I start noticing this summer that the leaves of my maple tree look dehydrated. The barks on the main trunk is loosing. I saw a lot of ants on the tree. Please take a look at the pictures. I will greatly appreciated if someone could help me identify the source of the problem and save my tree.
Hi, and welcome to the forum. The leaves look ok for mid-august, I wouldn't worry too much about those. The damage to the stems is more of a worry but it looks to be healing, the example in the first picture especially is healing well and looks as if the new bark will soon enclose the damaged area. Does the damaged bark area face south (or SW or SE)? I suspect sun damage, either from intense summer sun or winter freeze/thaw sun-related injury, not sure what is most likely in your climate. If the tree was limbed up in the last 2-3 years, or some nearby shade tree was removed, this would support that theory. The ants are unlikely to be a problem, unless they are carpenter ants which make their nests in decaying wood. I live in a very different climate to you so will leave more specific advice to others, but hopefully I have given you some ideas to work on. Maybe a picture of the whole tree in situ would be helpful too for more advice.
Maf, thanks for your reply. Yes, the damaged areas face SW. There was a stretch of high-temp (>90 F) weather during the last few weeks, which might deterioate the condition. You said the bark is healing itself. Could you please advise where the new bark is? I want to make sure I wouldn't damage it by accident. Thanks.
In the first picture the brown areas are where the tree is trying to heal itself with new bark and cambium. They have nearly closed the gap over the exposed old wood. The flaking areas are the old, dead bark. In years past the advice was to treat wounds on trees with special paints and sealants, but over the last 20 years or so people have realised that it is best not to seal the wound and just let nature take its course. If the trunk is getting scorched by the afternoon sun it might be a good idea to provide some extra shade from this direction such that the afternoon sun does not directly shine on the trunk of the maple. Usually, if it is allowed to grow naturally, a Japnese Maple will shade its own trunk with leaves, but changes in the local environment may catch it out.
Not normally needed unless your local soil is nutrient deficient. Mulching is always a good idea, looks like you already have that covered. Good luck.

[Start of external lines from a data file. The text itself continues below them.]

//! XTS encryption based off IEEE P1619 and NIST SP 800-38E,
//! including ciphertext stealing for data units that
//! are not a multiple of the block size.
use super::{Block, BlockCipher, Result, Tweak, XtsError, AES_BLOCK_SIZE};

use tracing::trace;

/// IEEE P1619 caps a data unit at 2^20 blocks
pub const MAX_DATA_UNIT_BLOCKS: usize = 1 << 20;

/// How a data unit splits into blocks. Computed
/// once per call so the full-block pass and the
/// stealing step agree on the boundaries.
#[derive(Debug, Clone, Copy, PartialEq, Eq)]
pub struct DataUnit {
    pub full_blocks: usize,
    /// Bytes in the trailing partial block, `0..16`
    pub remainder: usize,
}

impl DataUnit {
    pub fn of(len: usize) -> Result<Self> {
        let layout = Self {
            full_blocks: len / AES_BLOCK_SIZE,
            remainder: len % AES_BLOCK_SIZE,
        };
        if layout.full_blocks == 0 || layout.blocks() > MAX_DATA_UNIT_BLOCKS {
            return Err(XtsError::InvalidInputLength { len });
        }
        Ok(layout)
    }

    /// Total block count, the partial one included
    pub fn blocks(&self) -> usize {
        self.full_blocks + usize::from(self.remainder != 0)
    }

    pub fn needs_stealing(&self) -> bool {
        self.remainder != 0
    }

    /// Blocks encrypted without taking part in
    /// ciphertext stealing
    fn standalone_blocks(&self) -> usize {
        if self.needs_stealing() {
            self.full_blocks - 1
        } else {
            self.full_blocks
        }
    }
}

/// The cipher needs to prepare the keys before
/// encryption can occur. Since this requires some
/// computation, the keyed instances live inside a
/// context that can be reused for many data units.
#[derive(Debug)]
pub struct XtsContext<C: BlockCipher> {
    data_ctx: C,
    tweak_ctx: C,
}

fn xor_inplace<const N: usize>(dst: &mut [u8; N], other: &[u8; N]) {
    for (dst, &src) in dst.iter_mut().zip(other.iter()) {
        *dst ^= src
    }
}

/// PP = P_m || CC[r..16]: the partial plaintext padded
/// with the ciphertext bytes that do not make it into C_m.
fn composite_block(tail_plaintext: &[u8], stolen: &Block) -> Block {
    let mut block = *stolen;
    block[..tail_plaintext.len()].copy_from_slice(tail_plaintext);
    block
}

/// Swaps the two trailing ciphertext segments: the last full
/// block receives `final_block`, the short tail receives the
/// head of `stolen`.
fn cross_assign(last_full: &mut [u8], tail: &mut [u8], stolen: &Block, final_block: &Block) {
    tail.copy_from_slice(&stolen[..tail.len()]);
    last_full.copy_from_slice(final_block);
}

impl<C: BlockCipher> XtsContext<C> {
    /// `data_key` is key1, `tweak_key` is key2.
    pub fn new(data_key: impl AsRef<[u8]>, tweak_key: impl AsRef<[u8]>) -> Result<Self> {
        let (data_key, tweak_key) = (data_key.as_ref(), tweak_key.as_ref());
        if data_key == tweak_key {
            return Err(XtsError::InvalidKeyMaterial(
                "data and tweak keys must be independent",
            ));
        }
        trace!("Keying XTS context with {} byte keys", data_key.len());
        Ok(Self {
            data_ctx: C::from_key(data_key)?,
            tweak_ctx: C::from_key(tweak_key)?,
        })
    }

    /// Splits `key1 || key2` in half
    pub fn from_combined_key(key: impl AsRef<[u8]>) -> Result<Self> {
        let key = key.as_ref();
        if key.len() != 2 * C::KEY_LEN {
            return Err(XtsError::InvalidKeyMaterial(
                "combined key must hold exactly two cipher keys",
            ));
        }
        let (data_key, tweak_key) = key.split_at(C::KEY_LEN);
        Self::new(data_key, tweak_key)
    }

    /// T0 is the raw tweak encrypted under key2
    pub fn initial_tweak(&self, raw_tweak: &Block) -> Tweak {
        let mut bytes = *raw_tweak;
        self.tweak_ctx.encrypt_block(&mut bytes);
        Tweak::from(bytes)
    }

    fn xts_encrypt_block(&self, block: &mut Block, tweak_bytes: &Block) {
        xor_inplace(block, tweak_bytes);
        self.data_ctx.encrypt_block(block);
        xor_inplace(block, tweak_bytes);
    }

    /// Encrypts `plaintext` into the front of `ciphertext`,
    /// leaving the input untouched.
    pub fn encrypt(
        &self,
        raw_tweak: &Block,
        plaintext: &[u8],
        ciphertext: &mut [u8],
    ) -> Result<()> {
        DataUnit::of(plaintext.len())?;
        if ciphertext.len() < plaintext.len() {
            return Err(XtsError::OutputTooSmall {
                expected: plaintext.len(),
                actual: ciphertext.len(),
            });
        }
        let out = &mut ciphertext[..plaintext.len()];
        out.copy_from_slice(plaintext);
        self.encrypt_in_place(raw_tweak, out)
    }

    /// Encrypts a single data unit in place, so `data`
    /// holds ciphertext afterwards.
    pub fn encrypt_in_place(&self, raw_tweak: &Block, data: &mut [u8]) -> Result<()> {
        let layout = DataUnit::of(data.len())?;
        trace!(
            "Encrypting {} bytes: {} full blocks, {} trailing bytes",
            data.len(),
            layout.full_blocks,
            layout.remainder
        );
        let mut tweak = self.initial_tweak(raw_tweak);

        let (body, tail) = data.split_at_mut(layout.full_blocks * AES_BLOCK_SIZE);
        let (standalone, last_full) =
            body.split_at_mut(layout.standalone_blocks() * AES_BLOCK_SIZE);

        let mut block: Block = [0; AES_BLOCK_SIZE];
        for chunk in standalone.chunks_exact_mut(AES_BLOCK_SIZE) {
            block.copy_from_slice(chunk);
            self.xts_encrypt_block(&mut block, &tweak.advance());
            chunk.copy_from_slice(&block);
        }

        if layout.needs_stealing() {
            trace!(
                "Stealing {} bytes from the last full block",
                AES_BLOCK_SIZE - layout.remainder
            );
            // CC, encrypted under the tweak of block n-1
            let mut stolen: Block = [0; AES_BLOCK_SIZE];
            stolen.copy_from_slice(last_full);
            self.xts_encrypt_block(&mut stolen, &tweak.advance());

            let mut final_block = composite_block(tail, &stolen);
            self.xts_encrypt_block(&mut final_block, &tweak.last());

            cross_assign(last_full, tail, &stolen, &final_block);
        }
        Ok(())
    }
}

/// One-shot encryption of a single data unit with separate keys.
pub fn xts_encrypt<C: BlockCipher>(
    raw_tweak: &Block,
    data_key: &[u8],
    tweak_key: &[u8],
    plaintext: &[u8],
    ciphertext: &mut [u8],
) -> Result<()> {
    XtsContext::<C>::new(data_key, tweak_key)?.encrypt(raw_tweak, plaintext, ciphertext)
}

Is it advised to spray the exposed structural wood with any type of preventative insecticide to keep wood eating out?_
Mark, I am not sure. I have never needed to in my environment, but it might be needed in different parts of the world. Here the tree needs to be in very serious decline before it becomes attractive to the wood eaters, and thankfully none of my maples that have had exposed wood issues have been attacked. The arguement against using sealing paint on the wounds is that it would seal in "bad" fungi and bacteria, insects aren't really a consideration in this choice. I tend to think that if an insect can chew on exposed but healthy wood it could probably chew through the bark as well (rotten wood is a different story).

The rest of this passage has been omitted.